Are there any list comparison optimizations in Python?
Tim Peters
tim at zope.com
Tue Nov 13 11:54:47 EST 2001
[Michael Hudson]
> I'm pretty sure that in Python <2.1 this "optimization" was enabled
> for all comparisons (i.e. if "x is y", then "x == y" returns 1 without
> calling any comparison methods).
Yes.
> It disappeared when rich comparisons turned up; for one thing NaNs
> sohuld not compare equal to themselves according to ieee754 (tho' they
> still seem to in 2.2).
This is a platform-dependent crapshoot: it depends on what the platform C
does.
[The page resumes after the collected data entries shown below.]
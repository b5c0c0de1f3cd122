//! Festival listing: tournaments grouped client-side by owning venue.

use std::cmp::Ordering;
use std::collections::HashMap;

use serde::Serialize;

use crate::application::search::Searcher;
use crate::domain::error::DirectoryError;
use crate::domain::model::{Festival, Tournament};
use crate::domain::pagination::{
    controls_for, Page, PageMark, PaginationState, DEFAULT_WINDOW_RADIUS,
};
use crate::domain::traits::VenueSource;
use crate::infrastructure::network::retry::fetch_with_retry;
use crate::state::AppState;

#[derive(Debug, Clone, Serialize)]
pub struct FestivalView {
    pub query: Option<String>,
    pub page: Page<Festival>,
    pub window: Vec<PageMark>,
}

pub async fn festival_listing(
    source: &dyn VenueSource,
    state: &AppState,
    query: Option<&str>,
    requested_page: usize,
) -> Result<FestivalView, DirectoryError> {
    let (page_size, debounce, policy) = {
        let config = state.config.read().await;
        (
            config.page_size,
            config.search_debounce(),
            config.retry_policy(),
        )
    };

    let tournaments = fetch_with_retry(&policy, || source.tournaments()).await?;
    let festivals = group_festivals(tournaments);

    let filtered = match query {
        Some(q) if !q.trim().is_empty() => {
            let searcher = Searcher::new(debounce);
            searcher.search(q, &festivals).await.unwrap_or_default()
        }
        _ => festivals,
    };

    let mut pagination = PaginationState::new(page_size);
    pagination.collection_changed();
    pagination.set_page(requested_page);
    let page = pagination.page_of(&filtered);
    let window = controls_for(&page, page_size, DEFAULT_WINDOW_RADIUS);

    Ok(FestivalView {
        query: query.map(str::to_string),
        page,
        window,
    })
}

/// Group flat tournament records into per-venue festival aggregates. The
/// date span covers every dated tournament; venue name and city come from
/// the first record that carries them.
pub fn group_festivals(tournaments: Vec<Tournament>) -> Vec<Festival> {
    let mut by_venue: HashMap<String, Festival> = HashMap::new();
    for tournament in tournaments {
        let festival = by_venue
            .entry(tournament.venue_id.clone())
            .or_insert_with(|| Festival {
                venue_id: tournament.venue_id.clone(),
                venue_name: String::new(),
                city: String::new(),
                first_day: None,
                last_day: None,
                tournaments: Vec::new(),
            });
        if festival.venue_name.is_empty() {
            if let Some(name) = &tournament.venue_name {
                festival.venue_name = name.clone();
            }
        }
        if festival.city.is_empty() {
            if let Some(city) = &tournament.city {
                festival.city = city.clone();
            }
        }
        if let Some(day) = tournament.start_day() {
            festival.first_day = Some(festival.first_day.map_or(day, |d| d.min(day)));
            festival.last_day = Some(festival.last_day.map_or(day, |d| d.max(day)));
        }
        festival.tournaments.push(tournament);
    }

    let mut festivals: Vec<Festival> = by_venue.into_values().collect();
    for festival in &mut festivals {
        festival
            .tournaments
            .sort_by(|a, b| cmp_dates_none_last(a.start_day(), b.start_day()));
    }
    // earliest festival first, undated ones last
    festivals.sort_by(|a, b| {
        cmp_dates_none_last(a.first_day, b.first_day)
            .then_with(|| a.venue_name.cmp(&b.venue_name))
    });
    festivals
}

fn cmp_dates_none_last(a: Option<chrono::NaiveDate>, b: Option<chrono::NaiveDate>) -> Ordering {
    match (a, b) {
        (Some(x), Some(y)) => x.cmp(&y),
        (Some(_), None) => Ordering::Less,
        (None, Some(_)) => Ordering::Greater,
        (None, None) => Ordering::Equal,
    }
}
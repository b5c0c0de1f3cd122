//! Country-listing pipeline: fetch -> parse -> filter -> paginate -> enrich.

use futures_util::future::join_all;
use serde::Serialize;

use crate::application::search::Searcher;
use crate::domain::error::DirectoryError;
use crate::domain::model::VenueRecord;
use crate::domain::pagination::{
    controls_for, Page, PageMark, PaginationState, DEFAULT_WINDOW_RADIUS,
};
use crate::domain::traits::VenueSource;
use crate::infrastructure::network::retry::fetch_with_retry;
use crate::infrastructure::storage::detail_cache::DetailEntry;
use crate::state::AppState;

#[derive(Debug, Clone, Serialize)]
pub struct ListingView {
    pub country: String,
    pub query: Option<String>,
    pub page: Page<VenueRecord>,
    /// Empty when the collection fits on one page.
    pub window: Vec<PageMark>,
}

pub async fn country_listing(
    source: &dyn VenueSource,
    state: &AppState,
    country: &str,
    query: Option<&str>,
    requested_page: usize,
) -> Result<ListingView, DirectoryError> {
    let (page_size, debounce, policy) = {
        let config = state.config.read().await;
        (
            config.page_size,
            config.search_debounce(),
            config.retry_policy(),
        )
    };
    let country = country.to_uppercase();
    // a new primary subject invalidates all per-venue detail from the old one
    state.detail_cache.set_context(&country);

    let raw = fetch_with_retry(&policy, || source.venues_by_country(&country)).await?;
    let venues = {
        let mut parser = state.parser.lock().unwrap_or_else(|e| e.into_inner());
        parser.parse_listing(&raw)?
    };

    let filtered = match query {
        Some(q) if !q.trim().is_empty() => {
            let searcher = Searcher::new(debounce);
            // a superseded search never applies; with a single call here the
            // ticket is always the newest
            searcher.search(q, &venues).await.unwrap_or_default()
        }
        _ => venues.as_ref().clone(),
    };

    let mut pagination = PaginationState::new(page_size);
    pagination.collection_changed();
    pagination.set_page(requested_page);
    let mut page = pagination.page_of(&filtered);

    // logos are supplementary: fetch lazily for the visible slice only, in
    // parallel, and render whatever resolved
    let lookups: Vec<_> = page
        .items
        .iter()
        .filter(|venue| venue.logo_url.is_none())
        .map(|venue| state.detail_cache.ensure_fetched(&venue.id, source))
        .collect();
    join_all(lookups).await;

    for venue in &mut page.items {
        if venue.logo_url.is_none() {
            if let Some(DetailEntry::Found(url)) = state.detail_cache.get(&venue.id) {
                venue.logo_url = Some(url);
            }
        }
    }

    let window = controls_for(&page, page_size, DEFAULT_WINDOW_RADIUS);

    Ok(ListingView {
        country,
        query: query.map(str::to_string),
        page,
        window,
    })
}
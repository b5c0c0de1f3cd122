// HTTP client construction shared by every endpoint call.
use crate::domain::error::DirectoryError;
use crate::infrastructure::config::Config;
use reqwest::Client;

pub fn create_client(config: &Config) -> Result<Client, DirectoryError> {
    let mut builder = Client::builder()
        .pool_max_idle_per_host(10)
        .pool_idle_timeout(std::time::Duration::from_secs(30))
        .timeout(std::time::Duration::from_secs(30))
        .user_agent(concat!("cardex/", env!("CARGO_PKG_VERSION")));

    if let Some(proxy) = &config.http_proxy {
        if !proxy.is_empty() {
            builder = builder.proxy(
                reqwest::Proxy::all(proxy)
                    .map_err(|e| DirectoryError::Config(format!("Invalid http_proxy: {}", e)))?,
            );
        }
    }

    Ok(builder.build()?)
}
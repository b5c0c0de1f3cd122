//! Debounced, diacritic-insensitive search over an in-memory collection.

use std::sync::atomic::{AtomicU64, Ordering};
use std::time::Duration;

use crate::domain::model::{Festival, VenueRecord};
use crate::domain::text::normalize_for_search;

/// Fields a collection item exposes to substring search.
pub trait Searchable {
    fn haystacks(&self) -> Vec<&str>;
}

impl Searchable for VenueRecord {
    fn haystacks(&self) -> Vec<&str> {
        vec![self.name.as_str(), self.description_line.as_str()]
    }
}

impl Searchable for Festival {
    fn haystacks(&self) -> Vec<&str> {
        vec![self.venue_name.as_str(), self.city.as_str()]
    }
}

/// Filter from the full, unfiltered collection; never from a previous
/// result, so narrowing and then widening a query is lossless.
pub fn filter_collection<T: Searchable + Clone>(query: &str, items: &[T]) -> Vec<T> {
    let needle = normalize_for_search(query.trim());
    if needle.is_empty() {
        return items.to_vec();
    }
    items
        .iter()
        .filter(|item| {
            item.haystacks()
                .iter()
                .any(|hay| normalize_for_search(hay).contains(&needle))
        })
        .cloned()
        .collect()
}

/// Trailing-edge debouncer. Every call takes a ticket from a monotonically
/// increasing counter; after the delay, a call whose ticket is no longer the
/// newest resolves to `None` and its result must be discarded. Tickets
/// rather than timer cancellation make the ordering safe even when calls
/// overlap from reentrant call sites.
#[derive(Debug)]
pub struct Searcher {
    delay: Duration,
    seq: AtomicU64,
}

impl Searcher {
    pub fn new(delay: Duration) -> Self {
        Self {
            delay,
            seq: AtomicU64::new(0),
        }
    }

    /// `None` means this call was superseded by a newer one. An empty or
    /// whitespace-only query resolves immediately with the full collection;
    /// that path never waits out the debounce delay.
    pub async fn search<T: Searchable + Clone>(&self, query: &str, items: &[T]) -> Option<Vec<T>> {
        let ticket = self.seq.fetch_add(1, Ordering::SeqCst) + 1;
        if query.trim().is_empty() {
            return Some(items.to_vec());
        }
        tokio::time::sleep(self.delay).await;
        if self.seq.load(Ordering::SeqCst) != ticket {
            return None;
        }
        Some(filter_collection(query, items))
    }
}
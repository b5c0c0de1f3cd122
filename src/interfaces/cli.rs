use clap::{Parser, Subcommand};

#[derive(Parser)]
#[command(name = "cardex")]
#[command(about = "A command-line poker venue and tournament directory.")]
#[command(version)]
pub struct Cli {
    /// Output as JSON
    #[arg(long, global = true)]
    pub json: bool,

    /// Choose color theme
    #[arg(short = 'T', long, global = true)]
    pub theme: Option<String>,

    /// Disable the progress spinner
    #[arg(long, global = true)]
    pub no_spinner: bool,

    #[command(subcommand)]
    pub command: Command,
}

#[derive(Subcommand)]
pub enum Command {
    /// List casinos in a country
    Casinos {
        /// Two-letter country code (e.g. SK)
        #[arg(short, long)]
        country: String,

        /// Filter by name or address (diacritic-insensitive)
        #[arg(short, long)]
        search: Option<String>,

        /// Page number
        #[arg(short, long, default_value_t = 1)]
        page: usize,
    },

    /// Show one casino by id or slug
    Casino {
        /// Numeric venue id, or a name slug (slug lookup needs --country)
        selector: String,

        /// Country to resolve a slug in
        #[arg(short, long)]
        country: Option<String>,
    },

    /// List tournament festivals
    Events {
        /// Filter by venue name or city
        #[arg(short, long)]
        search: Option<String>,

        /// Page number
        #[arg(short, long, default_value_t = 1)]
        page: usize,
    },

    /// List running cash games
    Cash {
        /// Only games at this venue id
        #[arg(long)]
        venue: Option<String>,

        /// Page number
        #[arg(short, long, default_value_t = 1)]
        page: usize,
    },

    /// Show configuration and cache status
    Status,

    /// Generate config sample
    GenerateConfig,
}
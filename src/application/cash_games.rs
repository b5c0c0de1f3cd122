//! Cash-game listing, filterable by owning venue.

use serde::Serialize;

use crate::domain::error::DirectoryError;
use crate::domain::model::CashGame;
use crate::domain::pagination::{
    controls_for, Page, PageMark, PaginationState, DEFAULT_WINDOW_RADIUS,
};
use crate::domain::traits::VenueSource;
use crate::infrastructure::network::retry::fetch_with_retry;
use crate::state::AppState;

#[derive(Debug, Clone, Serialize)]
pub struct CashGameView {
    pub venue: Option<String>,
    pub page: Page<CashGame>,
    pub window: Vec<PageMark>,
}

pub async fn cash_game_listing(
    source: &dyn VenueSource,
    state: &AppState,
    venue: Option<&str>,
    requested_page: usize,
) -> Result<CashGameView, DirectoryError> {
    let (page_size, policy) = {
        let config = state.config.read().await;
        (config.page_size, config.retry_policy())
    };

    let games = fetch_with_retry(&policy, || source.cash_games()).await?;
    let filtered: Vec<CashGame> = match venue {
        Some(id) => games.into_iter().filter(|g| g.venue_id == id).collect(),
        None => games,
    };

    let mut pagination = PaginationState::new(page_size);
    pagination.collection_changed();
    pagination.set_page(requested_page);
    let page = pagination.page_of(&filtered);
    let window = controls_for(&page, page_size, DEFAULT_WINDOW_RADIUS);

    Ok(CashGameView {
        venue: venue.map(str::to_string),
        page,
        window,
    })
}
For paradoxical(*) reasons, it gives the illusion of working on
Windows (under MSVC) today:
>>> x = 1e300
>>> x *= x # build an infinity
>>> x
1.#INF
>>> n = x - x # build a NaN
>>> n
-1.#IND
>>> n == n
0
>>>
OTOH, 754 doesn't specify language bindings, and Python doesn't say anything
about 754, so the notion that Python "==" maps to 754's equality operator is
presumption on both ends <wink>.
(*) It's "paradoxical" because MSVC doesn't generate correct fp comparison
from 754's viewpoint. But toss in a few other accidents, and by the time
Python reports a result, an even number of mistakes cancel out.